Bürgerbefragung Westumgehung wird umgesetzt – Bürgerbeteiligung ernst nehmen

Die SPD wird in der anstehenden Ratssitzung (29.07.2014) dafür sorgen, dass die am 25. Mai 2014 in Osnabrück durchgeführte Bürgerbefragung zur Westumgehung / Entlastungsstraße West umgesetzt wird. „Mit dem Instrument der Bürgerbefragung ist in Osnabrück erstmals diese Form der Bürgerbeteiligung praktiziert worden. Ich gehe davon aus, dass der Rat und die Verwaltung das Ergebnis einvernehmlich respektieren.

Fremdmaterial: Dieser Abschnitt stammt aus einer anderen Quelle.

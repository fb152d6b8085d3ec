pub mod logging;
pub mod report;
pub mod session;
pub mod settings;

pub use report::{ReportError, ReportFormat, write_report};
pub use session::Session;
pub use settings::{LoggingSettings, SeasonSettings, Settings, SettingsError};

Mein Dank gilt allen Bürgerinnen und Bürgern, die daran teilgenommen haben.“ Dies erklärt der Fraktionsvorsitzende der SPD, Frank Henning, in einer aktuellen Pressemitteilung.

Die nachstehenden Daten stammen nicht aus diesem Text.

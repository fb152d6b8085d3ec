use serde::{Deserialize, Serialize};

use super::cost_items::{MonthlyCost, PersonnelCost};
use super::field::{FieldValue, Fields, Keyed, find_item, find_item_mut};
use super::path::{FieldPath, PathError, Season, Section};
use super::revenue_items::{DailyRevenue, FixedEvent, TicketedEvent};

/// The whole break-even model: one snapshot of costs and revenue.
///
/// Created from the built-in defaults ([`BusinessModel::default`]), then
/// mutated leaf by leaf through [`BusinessModel::set_field`]. Item keys are
/// stable: nothing in the crate adds, removes or renames line items.
#[derive(Debug, Clone, PartialEq, Eq, Serialize, Deserialize)]
pub struct BusinessModel {
    pub costs: Costs,
    pub revenue: Revenue,
}

#[derive(Debug, Clone, PartialEq, Eq, Serialize, Deserialize)]
pub struct Costs {
    pub personnel: Vec<PersonnelCost>,
    pub goods: Vec<MonthlyCost>,
    pub operating: Vec<MonthlyCost>,
}

#[derive(Debug, Clone, PartialEq, Eq, Serialize, Deserialize)]
pub struct Revenue {
    pub daily: DailyRevenueBook,
    pub ticketed: Vec<TicketedEvent>,
    pub fixed: Vec<FixedEvent>,
}

/// Exactly one daily-business entry per season.
#[derive(Debug, Clone, PartialEq, Eq, Serialize, Deserialize)]
pub struct DailyRevenueBook {
    pub high_season: DailyRevenue,
    pub winter_season: DailyRevenue,
}

impl DailyRevenueBook {
    pub fn season(
        &self,
        season: Season,
    ) -> &DailyRevenue {
        match season {
            Season::High => &self.high_season,
            Season::Winter => &self.winter_season,
        }
    }

    pub fn season_mut(
        &mut self,
        season: Season,
    ) -> &mut DailyRevenue {
        match season {
            Season::High => &mut self.high_season,
            Season::Winter => &mut self.winter_season,
        }
    }
}

fn leaves_of<T: Fields>(
    prefix: &str,
    key: &str,
    item: &T,
    out: &mut Vec<(String, FieldValue)>,
) {
    for (name, value) in item.leaves() {
        out.push((format!("{prefix}.{key}.{name}"), value));
    }
}

fn keyed_leaves<T: Fields + Keyed>(
    section: Section,
    items: &[T],
    out: &mut Vec<(String, FieldValue)>,
) {
    let prefix = section.prefix();
    for item in items {
        leaves_of(&prefix, item.key(), item, out);
    }
}

fn unknown_item(path: &FieldPath) -> PathError {
    PathError::UnknownItem {
        section: path.section,
        item: path.item.clone(),
    }
}

fn unknown_field(path: &FieldPath) -> PathError {
    PathError::UnknownField {
        section: path.section,
        field: path.field.clone(),
    }
}

fn read<T: Fields>(
    item: Option<&T>,
    path: &FieldPath,
) -> Result<FieldValue, PathError> {
    let item = item.ok_or_else(|| unknown_item(path))?;
    item.field(&path.field).ok_or_else(|| unknown_field(path))
}

fn write<T: Fields>(
    item: Option<&mut T>,
    path: &FieldPath,
    value: FieldValue,
) -> Result<(), PathError> {
    let item = item.ok_or_else(|| unknown_item(path))?;
    if item.set_field(&path.field, value) {
        Ok(())
    } else {
        Err(unknown_field(path))
    }
}

impl BusinessModel {
    /// Reads the leaf at `path`.
    pub fn field(
        &self,
        path: &FieldPath,
    ) -> Result<FieldValue, PathError> {
        let key = path.item.as_str();
        match path.section {
            Section::Personnel => read(find_item(&self.costs.personnel, key), path),
            Section::Goods => read(find_item(&self.costs.goods, key), path),
            Section::Operating => read(find_item(&self.costs.operating, key), path),
            Section::Daily => read(
                Season::from_daily_key(key).map(|s| self.revenue.daily.season(s)),
                path,
            ),
            Section::Ticketed => read(find_item(&self.revenue.ticketed, key), path),
            Section::Fixed => read(find_item(&self.revenue.fixed, key), path),
        }
    }

    /// Writes `value` into the leaf at `path`, coerced to the field's kind.
    ///
    /// Fails without touching the model when the item or field is unknown.
    pub fn set_field(
        &mut self,
        path: &FieldPath,
        value: FieldValue,
    ) -> Result<(), PathError> {
        let key = path.item.as_str();
        match path.section {
            Section::Personnel => write(find_item_mut(&mut self.costs.personnel, key), path, value),
            Section::Goods => write(find_item_mut(&mut self.costs.goods, key), path, value),
            Section::Operating => write(find_item_mut(&mut self.costs.operating, key), path, value),
            Section::Daily => match Season::from_daily_key(key) {
                Some(season) => write(Some(self.revenue.daily.season_mut(season)), path, value),
                None => Err(unknown_item(path)),
            },
            Section::Ticketed => write(find_item_mut(&mut self.revenue.ticketed, key), path, value),
            Section::Fixed => write(find_item_mut(&mut self.revenue.fixed, key), path, value),
        }
    }

    /// Every leaf as a `(dotted path, value)` pair, in model order.
    ///
    /// Labels are included; callers that export decide whether to keep them.
    pub fn flatten(&self) -> Vec<(String, FieldValue)> {
        let mut out = Vec::new();
        keyed_leaves(Section::Personnel, &self.costs.personnel, &mut out);
        keyed_leaves(Section::Goods, &self.costs.goods, &mut out);
        keyed_leaves(Section::Operating, &self.costs.operating, &mut out);
        let daily_prefix = Section::Daily.prefix();
        for season in Season::ALL {
            leaves_of(
                &daily_prefix,
                season.daily_key(),
                self.revenue.daily.season(season),
                &mut out,
            );
        }
        keyed_leaves(Section::Ticketed, &self.revenue.ticketed, &mut out);
        keyed_leaves(Section::Fixed, &self.revenue.fixed, &mut out);
        out
    }
}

Durch die Bürgerbefragung sei nach jahrelangen Auseinandersetzungen in den Fragen um Finanzierung, Planung und Bau der Westumgehung / Entlastungsstraße West eine Klärung erfolgt. „Ich bitte alle Beteiligten, das Ergebnis zu respektieren und zu einem angemessenen, bürgerschaftlichen Umgang damit und den Folgen zu kommen“, betont Frank Henning. „Die SPD spricht sich jedenfalls dafür aus, dass das Ergebnis der Bürgerbefragung planungs- und haushaltsrechtlich umgesetzt wird.“

Um die Stadtteile Westerberg bzw. Weststadt zu entlasten, solle außerdem das Verkehrskonzept Westerberg aktualisiert und schnellstmöglich umgesetzt werden. „Das Verkehrskonzept Westerberg muss allerdings die sich verändernde städtebauliche Entwicklung berücksichtigen und sich dem Ziel, den KFZ-Verkehr zu vermindern und den ÖPNV und den Fuß- und Radverkehr auszuweiten, anpassen“, fordert der Fraktionsvorsitzende. Des Weiteren solle die Planung für die Verkehrserschließung des Wohn- und Wissenschaftsparks auf dem Gelände der ehemaligen Scharnhorstkaserne umgehend wieder aufgenommen werden. Hierzu gehöre die Prüfung der Notwendigkeit eines Anschlusses an die Sedanstraße im Bereich der Paracelsusklinik und die Gestaltung einer etwaigen Einmündungssituation. Überprüft werden müsse auch die Neudimensionierung der Straße und des begleitenden Lärmschutzes. „Wir gehen davon aus, dass hierüber im Rat einvernehmlich entschieden werden kann“, erklärt Henning abschließend.